Virtual college to reach 40,000

29th June 2001 at 01:00
THE rapidly expanding "virtual college" that is bringing interactive online learning to thousands of senior pupils and college students is backed by pound;700,000 from the Scottish Executive, Nicol Stephen, Deputy Education Minister, pledged last week.

The Executive views the Scholar programme, led by Heriot-Watt University, along with Scottish Knowledge, as an indication of how schools will be modelled in the future. Two years ago, the university was first into the new e-learning environment with a package aimed at Advanced Higher and first-year university.

Some 1,200 students in the east of Scotland piloted the Scholar project materials this session but Executive finance will allow around 40,000 pupils in 70 per cent of secondaries to dip into the printed resources in the coming session. Twenty independent schools have also joined. Authorities pay an initial registration fee of around pound;15,000. Edinburgh has already ditched plans for a sixth-form college after signing up.

Mr Stephen told a national conference at Heriot-Watt, through a video link from Banchory Academy in Aberdeenshire: "The virtual college network allows teachers to concentrate on what they do best - teaching - secure in the knowledge that pupils will be using quality resources to increase their knowledge and understanding of the subject."

Professor Roy Leitch, assistant principal at Heriot Watt, who devised the initiative, said Scotland was a world leader in e-learning because of the Scholar scheme. The ability to provide courses for small numbers in sixth year was a key attraction.

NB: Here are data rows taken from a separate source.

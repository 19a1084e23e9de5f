//! Project CRUD handlers

use std::sync::Arc;

use axum::{
    extract::{Path, Query, State},
    http::header,
    response::IntoResponse,
    Json,
};
use serde::Deserialize;

use crate::{AppError, AppState, SuccessResponse};
use fisca_core::models::{AttachedFile, Project, ProjectFields, ProjectPatch};

#[derive(Debug, Deserialize)]
pub struct ListProjectsQuery {
    /// Only projects with no attached files (backs the manual-link picker)
    #[serde(default)]
    pub missing_files: bool,
}

/// GET /api/projects - List all projects
pub async fn list_projects(
    State(state): State<Arc<AppState>>,
    Query(query): Query<ListProjectsQuery>,
) -> Result<Json<Vec<Project>>, AppError> {
    let projects = if query.missing_files {
        state.db.list_projects_missing_files()?
    } else {
        state.db.list_projects_sync()?
    };
    Ok(Json(projects))
}

/// GET /api/projects/:id - Get one project
pub async fn get_project(
    State(state): State<Arc<AppState>>,
    Path(id): Path<i64>,
) -> Result<Json<Project>, AppError> {
    let project = state
        .db
        .get_project(id)?
        .ok_or_else(|| AppError::not_found("Project not found"))?;
    Ok(Json(project))
}

/// POST /api/projects - Create a project
pub async fn create_project(
    State(state): State<Arc<AppState>>,
    Json(fields): Json<ProjectFields>,
) -> Result<Json<Project>, AppError> {
    if fields.name.trim().is_empty() {
        return Err(AppError::bad_request("Project name is required"));
    }
    let id = state.db.create_project_sync(&fields)?;
    let project = state
        .db
        .get_project(id)?
        .ok_or_else(|| AppError::not_found("Project not found after create"))?;
    Ok(Json(project))
}

/// PUT /api/projects/:id - Partially update a project
pub async fn update_project(
    State(state): State<Arc<AppState>>,
    Path(id): Path<i64>,
    Json(patch): Json<ProjectPatch>,
) -> Result<Json<Project>, AppError> {
    if state.db.get_project(id)?.is_none() {
        return Err(AppError::not_found("Project not found"));
    }
    state.db.update_project_sync(id, &patch)?;
    let project = state
        .db
        .get_project(id)?
        .ok_or_else(|| AppError::not_found("Project not found"))?;
    Ok(Json(project))
}

/// DELETE /api/projects/:id - Delete a project and its files
pub async fn delete_project(
    State(state): State<Arc<AppState>>,
    Path(id): Path<i64>,
) -> Result<Json<SuccessResponse>, AppError> {
    if state.db.get_project(id)?.is_none() {
        return Err(AppError::not_found("Project not found"));
    }
    state.db.delete_project(id)?;
    Ok(Json(SuccessResponse { success: true }))
}

/// GET /api/projects/:id/files - List attached files
pub async fn list_project_files(
    State(state): State<Arc<AppState>>,
    Path(id): Path<i64>,
) -> Result<Json<Vec<AttachedFile>>, AppError> {
    if state.db.get_project(id)?.is_none() {
        return Err(AppError::not_found("Project not found"));
    }
    Ok(Json(state.db.list_files(id)?))
}

/// GET /api/projects/:id/files/:file_id - Download one attached file
pub async fn download_file(
    State(state): State<Arc<AppState>>,
    Path((id, file_id)): Path<(i64, i64)>,
) -> Result<impl IntoResponse, AppError> {
    let (file, data) = state
        .db
        .get_file(file_id)?
        .filter(|(f, _)| f.project_id == id)
        .ok_or_else(|| AppError::not_found("File not found"))?;

    let headers = [
        (header::CONTENT_TYPE, "application/octet-stream".to_string()),
        (
            header::CONTENT_DISPOSITION,
            format!("attachment; filename=\"{}\"", file.file_name),
        ),
    ];
    Ok((headers, data))
}
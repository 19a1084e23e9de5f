//! Serve command implementation

use std::path::Path;

use anyhow::Result;
use fisca_server::ServerConfig;

use super::open_db;

pub async fn cmd_serve(
    db_path: &Path,
    host: &str,
    port: u16,
    static_dir: Option<&str>,
    cors_origins: Vec<String>,
) -> Result<()> {
    let db = open_db(db_path)?;

    println!("🚀 Starting Fisca server on http://{}:{}", host, port);
    if let Some(dir) = static_dir {
        println!("   Serving static files from {}", dir);
    }

    let config = ServerConfig {
        allowed_origins: cors_origins,
    };

    fisca_server::serve(db, host, port, static_dir, config).await
}
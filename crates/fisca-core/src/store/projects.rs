//! Canonical project record operations

use rusqlite::{params, OptionalExtension, Row};

use super::{parse_datetime, Database};
use crate::error::{Error, Result};
use crate::models::{Project, ProjectFields, ProjectPatch};

fn row_to_project(row: &Row<'_>) -> rusqlite::Result<Project> {
    let objectives: String = row.get("objectives")?;
    let budget_lines: String = row.get("budget_lines")?;
    let created_at: String = row.get("created_at")?;
    let updated_at: String = row.get("updated_at")?;

    Ok(Project {
        id: row.get("id")?,
        name: row.get("name")?,
        organization: row.get("organization")?,
        requested_amount: row.get("requested_amount")?,
        approved_amount: row.get("approved_amount")?,
        responsible: row.get("responsible")?,
        rationale: row.get("rationale")?,
        objectives: serde_json::from_str(&objectives).unwrap_or_default(),
        budget_lines: serde_json::from_str(&budget_lines).unwrap_or_default(),
        file_count: row.get("file_count")?,
        created_at: parse_datetime(&created_at),
        updated_at: parse_datetime(&updated_at),
    })
}

const PROJECT_COLUMNS: &str = r#"
    p.id, p.name, p.organization, p.requested_amount, p.approved_amount,
    p.responsible, p.rationale, p.objectives, p.budget_lines,
    p.created_at, p.updated_at,
    (SELECT COUNT(*) FROM project_files f WHERE f.project_id = p.id) AS file_count
"#;

impl Database {
    /// Create a new project record from canonical fields
    pub fn create_project_sync(&self, fields: &ProjectFields) -> Result<i64> {
        if fields.name.trim().is_empty() {
            return Err(Error::InvalidData("Project name must not be empty".into()));
        }

        let conn = self.conn()?;
        conn.execute(
            r#"
            INSERT INTO projects (name, organization, requested_amount, approved_amount,
                                  responsible, rationale, objectives, budget_lines)
            VALUES (?, ?, ?, ?, ?, ?, ?, ?)
            "#,
            params![
                fields.name.trim(),
                fields.organization,
                fields.requested_amount,
                fields.approved_amount,
                fields.responsible,
                fields.rationale,
                serde_json::to_string(&fields.objectives)?,
                serde_json::to_string(&fields.budget_lines)?,
            ],
        )?;

        Ok(conn.last_insert_rowid())
    }

    /// Get a single project by id
    pub fn get_project(&self, id: i64) -> Result<Option<Project>> {
        let conn = self.conn()?;
        let sql = format!("SELECT {} FROM projects p WHERE p.id = ?", PROJECT_COLUMNS);
        let project = conn
            .query_row(&sql, params![id], row_to_project)
            .optional()?;
        Ok(project)
    }

    /// List all projects, in stable fetch order (oldest first)
    ///
    /// The matcher's first-match-wins policy depends on this order being
    /// stable across calls.
    pub fn list_projects_sync(&self) -> Result<Vec<Project>> {
        let conn = self.conn()?;
        let sql = format!("SELECT {} FROM projects p ORDER BY p.id", PROJECT_COLUMNS);
        let mut stmt = conn.prepare(&sql)?;
        let projects = stmt
            .query_map([], row_to_project)?
            .collect::<rusqlite::Result<Vec<_>>>()?;
        Ok(projects)
    }

    /// List projects that have no attached files yet
    ///
    /// Backs the manual-link picker in the review UI: records known to be
    /// missing their documents are the usual link targets.
    pub fn list_projects_missing_files(&self) -> Result<Vec<Project>> {
        let conn = self.conn()?;
        let sql = format!(
            "SELECT {} FROM projects p \
             WHERE NOT EXISTS (SELECT 1 FROM project_files f WHERE f.project_id = p.id) \
             ORDER BY p.id",
            PROJECT_COLUMNS
        );
        let mut stmt = conn.prepare(&sql)?;
        let projects = stmt
            .query_map([], row_to_project)?
            .collect::<rusqlite::Result<Vec<_>>>()?;
        Ok(projects)
    }

    /// Apply a partial update; `None` fields are left untouched
    pub fn update_project_sync(&self, id: i64, patch: &ProjectPatch) -> Result<()> {
        if patch.is_empty() {
            return Ok(());
        }

        let conn = self.conn()?;

        // Build dynamic SET clause from populated patch fields
        let mut sets: Vec<String> = Vec::new();
        let mut values: Vec<Box<dyn rusqlite::ToSql>> = Vec::new();

        if let Some(ref name) = patch.name {
            sets.push("name = ?".to_string());
            values.push(Box::new(name.clone()));
        }
        if let Some(ref organization) = patch.organization {
            sets.push("organization = ?".to_string());
            values.push(Box::new(organization.clone()));
        }
        if let Some(requested) = patch.requested_amount {
            sets.push("requested_amount = ?".to_string());
            values.push(Box::new(requested));
        }
        if let Some(approved) = patch.approved_amount {
            sets.push("approved_amount = ?".to_string());
            values.push(Box::new(approved));
        }
        if let Some(ref responsible) = patch.responsible {
            sets.push("responsible = ?".to_string());
            values.push(Box::new(responsible.clone()));
        }
        if let Some(ref rationale) = patch.rationale {
            sets.push("rationale = ?".to_string());
            values.push(Box::new(rationale.clone()));
        }
        if let Some(ref objectives) = patch.objectives {
            sets.push("objectives = ?".to_string());
            values.push(Box::new(serde_json::to_string(objectives)?));
        }
        if let Some(ref budget_lines) = patch.budget_lines {
            sets.push("budget_lines = ?".to_string());
            values.push(Box::new(serde_json::to_string(budget_lines)?));
        }

        sets.push("updated_at = CURRENT_TIMESTAMP".to_string());

        let sql = format!("UPDATE projects SET {} WHERE id = ?", sets.join(", "));
        values.push(Box::new(id));

        let changed = conn.execute(
            &sql,
            rusqlite::params_from_iter(values.iter().map(|v| v.as_ref())),
        )?;

        if changed == 0 {
            return Err(Error::NotFound(format!("Project {} not found", id)));
        }
        Ok(())
    }

    /// Delete a project and its attached files
    pub fn delete_project(&self, id: i64) -> Result<()> {
        let conn = self.conn()?;
        conn.execute("DELETE FROM project_files WHERE project_id = ?", params![id])?;
        let changed = conn.execute("DELETE FROM projects WHERE id = ?", params![id])?;
        if changed == 0 {
            return Err(Error::NotFound(format!("Project {} not found", id)));
        }
        Ok(())
    }
}
//! # Send with a deadline.
//!
//! Races three outcomes and returns whichever is observed first:
//! ```text
//! select! (biased) {
//!   ctx.done()          ─► Err(ctx reason)
//!   tx.send(value)      ─► Ok(()) | Err(Closed) when the receiver is gone
//!   sleep(timeout)      ─► SendTimedOut, Err(SendTimeout)
//! }
//! ```
//! A zero timeout is clamped to one nanosecond: the send still gets one
//! attempt, and an immediately available slot wins over the timer.

use std::time::Duration;

use tokio::sync::mpsc;
use tokio::time;

use crate::context::Context;
use crate::error::{ContextError, FlowError};
use crate::events::{Bus, Event, EventKind};

const SCOPE: &str = "send_with_timeout";

/// Smallest timeout a timed send will wait for.
pub const MIN_SEND_TIMEOUT: Duration = Duration::from_nanos(1);

/// Replaces a zero timeout with [`MIN_SEND_TIMEOUT`].
#[inline]
pub(crate) fn clamp_timeout(timeout: Duration) -> Duration {
    timeout.max(MIN_SEND_TIMEOUT)
}

pub(crate) async fn send_with_timeout<T>(
    ctx: &Context,
    tx: &mpsc::Sender<T>,
    value: T,
    timeout: Duration,
    bus: &Bus,
) -> Result<(), FlowError> {
    let timeout = clamp_timeout(timeout);
    if let Some(reason) = ctx.err() {
        return Err(reason.into());
    }

    tokio::select! {
        biased;
        _ = ctx.done() => Err(ctx.err().unwrap_or(ContextError::Cancelled).into()),
        sent = tx.send(value) => sent.map_err(|_| FlowError::Closed),
        _ = time::sleep(timeout) => {
            bus.publish(
                Event::new(EventKind::SendTimedOut)
                    .with_scope(SCOPE)
                    .with_timeout(timeout),
            );
            Err(FlowError::SendTimeout { timeout })
        }
    }
}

An independent evaluation by Glasgow Caledonian University found broad support for the project. It states: "Materials have proved to be adaptable to different contexts. They have been used fairly independently by some students and have been used as key sources or sources just dipped into now and then. There are already examples of the programme enabling the extension of choice in the curriculum of schools and colleges. They are appreciated as a Scottish product specially designed as a comprehensive source for Advanced Higher."

However, the online component was less well used. "This can partly be accounted for by technical difficulties," the researchers state.

Heriot-Watt employed a team of writers, drawn from schools and local authorities, to help. Next session resources will be available for a limited number of Higher subjects.